§ **Provided material**:
==============================

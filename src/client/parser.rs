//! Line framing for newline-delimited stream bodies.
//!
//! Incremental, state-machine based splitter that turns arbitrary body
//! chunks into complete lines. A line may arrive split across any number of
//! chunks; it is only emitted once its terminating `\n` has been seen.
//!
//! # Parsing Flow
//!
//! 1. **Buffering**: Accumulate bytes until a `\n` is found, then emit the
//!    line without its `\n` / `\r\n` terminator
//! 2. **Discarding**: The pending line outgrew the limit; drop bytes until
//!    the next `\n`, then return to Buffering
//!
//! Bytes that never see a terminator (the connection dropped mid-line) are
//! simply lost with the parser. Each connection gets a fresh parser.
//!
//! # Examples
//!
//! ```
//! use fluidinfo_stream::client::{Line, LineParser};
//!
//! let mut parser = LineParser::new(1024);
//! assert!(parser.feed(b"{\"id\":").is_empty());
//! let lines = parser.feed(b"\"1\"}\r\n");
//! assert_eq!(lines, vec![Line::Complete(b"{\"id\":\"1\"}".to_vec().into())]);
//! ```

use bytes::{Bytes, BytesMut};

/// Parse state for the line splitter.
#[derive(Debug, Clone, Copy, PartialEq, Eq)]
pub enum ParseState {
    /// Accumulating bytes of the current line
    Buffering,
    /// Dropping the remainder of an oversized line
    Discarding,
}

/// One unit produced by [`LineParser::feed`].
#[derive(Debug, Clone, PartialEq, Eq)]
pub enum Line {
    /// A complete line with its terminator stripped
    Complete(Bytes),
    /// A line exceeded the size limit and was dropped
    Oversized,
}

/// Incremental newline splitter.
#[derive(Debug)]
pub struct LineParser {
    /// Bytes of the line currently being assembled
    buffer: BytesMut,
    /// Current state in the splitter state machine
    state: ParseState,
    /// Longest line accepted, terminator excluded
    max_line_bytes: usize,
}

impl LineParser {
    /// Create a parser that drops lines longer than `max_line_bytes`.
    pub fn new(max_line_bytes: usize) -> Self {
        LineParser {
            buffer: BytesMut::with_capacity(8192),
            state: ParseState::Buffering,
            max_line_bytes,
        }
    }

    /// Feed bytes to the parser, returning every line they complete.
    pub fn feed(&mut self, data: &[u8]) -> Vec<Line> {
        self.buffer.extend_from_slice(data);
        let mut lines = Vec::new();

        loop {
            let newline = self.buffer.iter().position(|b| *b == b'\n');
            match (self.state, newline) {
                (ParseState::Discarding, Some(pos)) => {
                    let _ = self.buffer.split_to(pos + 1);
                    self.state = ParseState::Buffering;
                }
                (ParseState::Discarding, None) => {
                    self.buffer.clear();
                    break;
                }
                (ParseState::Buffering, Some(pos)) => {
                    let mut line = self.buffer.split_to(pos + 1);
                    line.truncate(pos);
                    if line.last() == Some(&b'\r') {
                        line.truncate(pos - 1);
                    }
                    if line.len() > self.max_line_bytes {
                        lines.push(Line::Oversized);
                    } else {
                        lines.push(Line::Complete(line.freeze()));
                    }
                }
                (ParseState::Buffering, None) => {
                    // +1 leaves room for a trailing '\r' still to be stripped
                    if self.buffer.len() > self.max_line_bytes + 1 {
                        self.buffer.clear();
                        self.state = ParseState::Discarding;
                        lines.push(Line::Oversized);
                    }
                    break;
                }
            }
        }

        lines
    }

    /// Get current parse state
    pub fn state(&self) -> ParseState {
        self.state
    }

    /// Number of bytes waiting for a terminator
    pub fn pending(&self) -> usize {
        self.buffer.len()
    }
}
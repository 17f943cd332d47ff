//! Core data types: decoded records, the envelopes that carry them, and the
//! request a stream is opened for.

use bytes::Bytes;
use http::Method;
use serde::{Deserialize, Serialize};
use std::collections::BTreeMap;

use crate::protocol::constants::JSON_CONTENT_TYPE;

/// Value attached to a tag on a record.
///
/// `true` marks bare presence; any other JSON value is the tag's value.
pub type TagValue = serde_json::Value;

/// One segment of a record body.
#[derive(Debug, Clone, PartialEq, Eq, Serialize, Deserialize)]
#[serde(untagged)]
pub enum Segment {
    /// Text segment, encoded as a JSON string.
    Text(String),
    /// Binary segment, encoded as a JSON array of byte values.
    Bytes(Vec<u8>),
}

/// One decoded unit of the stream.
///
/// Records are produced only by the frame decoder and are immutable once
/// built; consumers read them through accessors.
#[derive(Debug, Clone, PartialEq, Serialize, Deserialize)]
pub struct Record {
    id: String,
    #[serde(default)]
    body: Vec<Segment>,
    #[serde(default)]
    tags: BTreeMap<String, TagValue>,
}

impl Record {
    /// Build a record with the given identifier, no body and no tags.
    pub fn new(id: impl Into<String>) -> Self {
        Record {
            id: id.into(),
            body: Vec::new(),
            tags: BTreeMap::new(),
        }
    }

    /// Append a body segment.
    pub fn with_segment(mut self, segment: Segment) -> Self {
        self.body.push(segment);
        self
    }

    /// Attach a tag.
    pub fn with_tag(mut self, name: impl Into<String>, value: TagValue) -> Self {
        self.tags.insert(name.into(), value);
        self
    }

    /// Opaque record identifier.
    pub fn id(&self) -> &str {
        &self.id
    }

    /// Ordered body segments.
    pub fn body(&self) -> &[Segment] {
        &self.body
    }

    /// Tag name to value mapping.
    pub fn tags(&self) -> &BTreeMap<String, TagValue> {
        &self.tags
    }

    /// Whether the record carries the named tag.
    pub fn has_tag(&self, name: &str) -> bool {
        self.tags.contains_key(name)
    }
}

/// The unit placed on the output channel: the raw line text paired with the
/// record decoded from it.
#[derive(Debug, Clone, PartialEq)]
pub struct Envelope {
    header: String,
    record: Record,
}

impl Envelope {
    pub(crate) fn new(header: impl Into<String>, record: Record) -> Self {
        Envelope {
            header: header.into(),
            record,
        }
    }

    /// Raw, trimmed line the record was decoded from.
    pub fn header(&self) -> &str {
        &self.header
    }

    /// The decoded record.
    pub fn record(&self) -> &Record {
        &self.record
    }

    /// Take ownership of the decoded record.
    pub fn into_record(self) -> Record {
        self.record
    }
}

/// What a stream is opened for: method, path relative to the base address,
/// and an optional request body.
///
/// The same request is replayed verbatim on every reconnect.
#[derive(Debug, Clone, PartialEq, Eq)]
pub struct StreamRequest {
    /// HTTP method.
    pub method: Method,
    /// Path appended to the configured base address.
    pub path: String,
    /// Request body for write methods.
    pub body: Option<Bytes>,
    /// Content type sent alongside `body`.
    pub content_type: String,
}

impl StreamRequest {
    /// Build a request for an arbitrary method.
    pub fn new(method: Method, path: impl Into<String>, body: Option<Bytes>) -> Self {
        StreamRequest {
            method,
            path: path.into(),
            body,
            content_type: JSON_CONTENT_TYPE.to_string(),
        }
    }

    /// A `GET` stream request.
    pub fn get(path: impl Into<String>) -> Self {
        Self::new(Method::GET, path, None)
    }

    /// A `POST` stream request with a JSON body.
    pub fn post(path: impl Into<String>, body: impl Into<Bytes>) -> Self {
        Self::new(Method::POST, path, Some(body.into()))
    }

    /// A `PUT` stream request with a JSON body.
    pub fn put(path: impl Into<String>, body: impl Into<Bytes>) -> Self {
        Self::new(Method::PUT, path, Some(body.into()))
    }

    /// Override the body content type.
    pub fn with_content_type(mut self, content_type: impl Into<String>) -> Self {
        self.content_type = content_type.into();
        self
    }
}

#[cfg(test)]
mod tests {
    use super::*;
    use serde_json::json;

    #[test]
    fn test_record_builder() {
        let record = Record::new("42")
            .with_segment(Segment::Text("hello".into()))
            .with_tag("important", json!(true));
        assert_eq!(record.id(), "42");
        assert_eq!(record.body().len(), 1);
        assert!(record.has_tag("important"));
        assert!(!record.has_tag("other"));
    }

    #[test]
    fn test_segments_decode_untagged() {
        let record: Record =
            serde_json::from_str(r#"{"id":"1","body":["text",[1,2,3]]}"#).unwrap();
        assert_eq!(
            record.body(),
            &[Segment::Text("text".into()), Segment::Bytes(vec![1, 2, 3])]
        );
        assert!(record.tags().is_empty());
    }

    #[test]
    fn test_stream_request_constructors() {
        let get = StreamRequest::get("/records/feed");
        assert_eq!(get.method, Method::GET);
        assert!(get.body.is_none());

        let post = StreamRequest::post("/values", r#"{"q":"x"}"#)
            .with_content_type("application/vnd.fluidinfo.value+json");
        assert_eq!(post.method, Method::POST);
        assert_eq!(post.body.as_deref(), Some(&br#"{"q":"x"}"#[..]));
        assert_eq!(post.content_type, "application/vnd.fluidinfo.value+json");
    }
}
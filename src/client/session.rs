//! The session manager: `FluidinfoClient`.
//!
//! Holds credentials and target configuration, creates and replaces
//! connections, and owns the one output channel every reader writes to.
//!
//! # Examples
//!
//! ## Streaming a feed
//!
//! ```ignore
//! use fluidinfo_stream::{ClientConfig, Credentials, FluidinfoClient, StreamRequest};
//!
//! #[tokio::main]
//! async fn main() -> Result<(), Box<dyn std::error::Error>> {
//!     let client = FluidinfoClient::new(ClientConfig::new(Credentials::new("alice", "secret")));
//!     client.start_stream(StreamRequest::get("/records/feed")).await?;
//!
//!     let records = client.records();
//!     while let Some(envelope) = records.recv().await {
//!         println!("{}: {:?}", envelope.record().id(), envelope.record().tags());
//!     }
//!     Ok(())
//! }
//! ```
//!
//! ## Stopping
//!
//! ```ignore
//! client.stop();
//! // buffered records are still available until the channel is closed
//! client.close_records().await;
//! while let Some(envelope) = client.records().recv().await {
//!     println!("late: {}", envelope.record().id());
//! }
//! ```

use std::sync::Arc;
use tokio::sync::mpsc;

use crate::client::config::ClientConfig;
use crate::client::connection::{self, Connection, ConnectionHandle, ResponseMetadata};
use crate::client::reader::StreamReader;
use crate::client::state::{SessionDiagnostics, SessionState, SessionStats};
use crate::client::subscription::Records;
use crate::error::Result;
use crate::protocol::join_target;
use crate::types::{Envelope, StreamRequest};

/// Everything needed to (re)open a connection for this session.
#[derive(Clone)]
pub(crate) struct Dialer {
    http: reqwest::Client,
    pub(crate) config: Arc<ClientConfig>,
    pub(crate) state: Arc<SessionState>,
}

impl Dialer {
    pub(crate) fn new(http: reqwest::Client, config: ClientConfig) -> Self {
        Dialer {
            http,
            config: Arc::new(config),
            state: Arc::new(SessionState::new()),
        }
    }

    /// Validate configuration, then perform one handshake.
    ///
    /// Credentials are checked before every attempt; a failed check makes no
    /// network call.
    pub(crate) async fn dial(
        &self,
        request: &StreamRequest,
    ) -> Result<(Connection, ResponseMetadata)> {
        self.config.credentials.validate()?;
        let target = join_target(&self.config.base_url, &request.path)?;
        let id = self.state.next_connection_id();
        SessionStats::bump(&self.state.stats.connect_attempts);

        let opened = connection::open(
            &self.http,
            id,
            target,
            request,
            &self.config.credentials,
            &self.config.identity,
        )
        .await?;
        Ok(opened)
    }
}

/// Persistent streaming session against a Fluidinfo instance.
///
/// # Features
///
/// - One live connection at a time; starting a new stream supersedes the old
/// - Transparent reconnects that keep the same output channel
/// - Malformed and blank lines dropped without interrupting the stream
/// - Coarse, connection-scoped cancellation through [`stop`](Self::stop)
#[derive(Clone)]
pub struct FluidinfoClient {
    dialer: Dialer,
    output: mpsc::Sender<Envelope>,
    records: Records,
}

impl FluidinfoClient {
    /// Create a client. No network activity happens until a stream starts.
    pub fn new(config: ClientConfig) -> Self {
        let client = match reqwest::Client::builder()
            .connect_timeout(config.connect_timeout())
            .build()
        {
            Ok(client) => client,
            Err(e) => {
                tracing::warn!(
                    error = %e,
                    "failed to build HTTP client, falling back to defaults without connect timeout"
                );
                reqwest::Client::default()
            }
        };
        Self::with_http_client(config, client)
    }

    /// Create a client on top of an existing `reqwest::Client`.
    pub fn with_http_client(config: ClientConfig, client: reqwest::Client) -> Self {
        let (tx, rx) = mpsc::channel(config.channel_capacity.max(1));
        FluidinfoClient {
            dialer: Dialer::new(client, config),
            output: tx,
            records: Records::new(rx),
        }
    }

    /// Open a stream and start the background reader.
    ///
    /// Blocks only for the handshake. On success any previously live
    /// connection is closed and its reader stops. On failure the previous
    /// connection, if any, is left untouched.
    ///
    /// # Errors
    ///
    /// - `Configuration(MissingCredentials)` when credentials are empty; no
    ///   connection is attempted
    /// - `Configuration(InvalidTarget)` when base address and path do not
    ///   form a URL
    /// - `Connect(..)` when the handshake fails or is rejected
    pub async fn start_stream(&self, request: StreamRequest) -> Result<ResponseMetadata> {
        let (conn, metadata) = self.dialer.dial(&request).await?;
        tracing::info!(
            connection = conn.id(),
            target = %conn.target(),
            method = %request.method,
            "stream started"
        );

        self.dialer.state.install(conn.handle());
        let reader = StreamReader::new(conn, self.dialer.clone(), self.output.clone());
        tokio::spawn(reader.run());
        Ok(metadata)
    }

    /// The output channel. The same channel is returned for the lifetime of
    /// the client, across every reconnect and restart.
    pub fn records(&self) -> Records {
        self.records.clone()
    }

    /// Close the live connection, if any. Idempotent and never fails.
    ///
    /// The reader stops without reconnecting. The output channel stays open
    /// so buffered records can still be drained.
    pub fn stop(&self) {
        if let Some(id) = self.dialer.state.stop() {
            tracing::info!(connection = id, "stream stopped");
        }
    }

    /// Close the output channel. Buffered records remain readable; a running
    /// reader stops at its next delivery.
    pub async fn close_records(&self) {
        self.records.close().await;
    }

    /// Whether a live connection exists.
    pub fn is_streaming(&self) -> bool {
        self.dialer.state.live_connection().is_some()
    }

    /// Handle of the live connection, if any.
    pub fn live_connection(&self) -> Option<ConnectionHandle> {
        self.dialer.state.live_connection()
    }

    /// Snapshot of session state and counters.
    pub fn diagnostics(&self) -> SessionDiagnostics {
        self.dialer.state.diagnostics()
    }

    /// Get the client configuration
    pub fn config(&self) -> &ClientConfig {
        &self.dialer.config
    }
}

==============================

§ **Problem description**: Exact copies of the lines from the one holding "the client configuration" to the end of the entries are all that should be written.

§ **Solution to this exercise**:
    /// Get the client configuration
    pub fn config(&self) -> &ClientConfig {
        &self.dialer.config
    }
}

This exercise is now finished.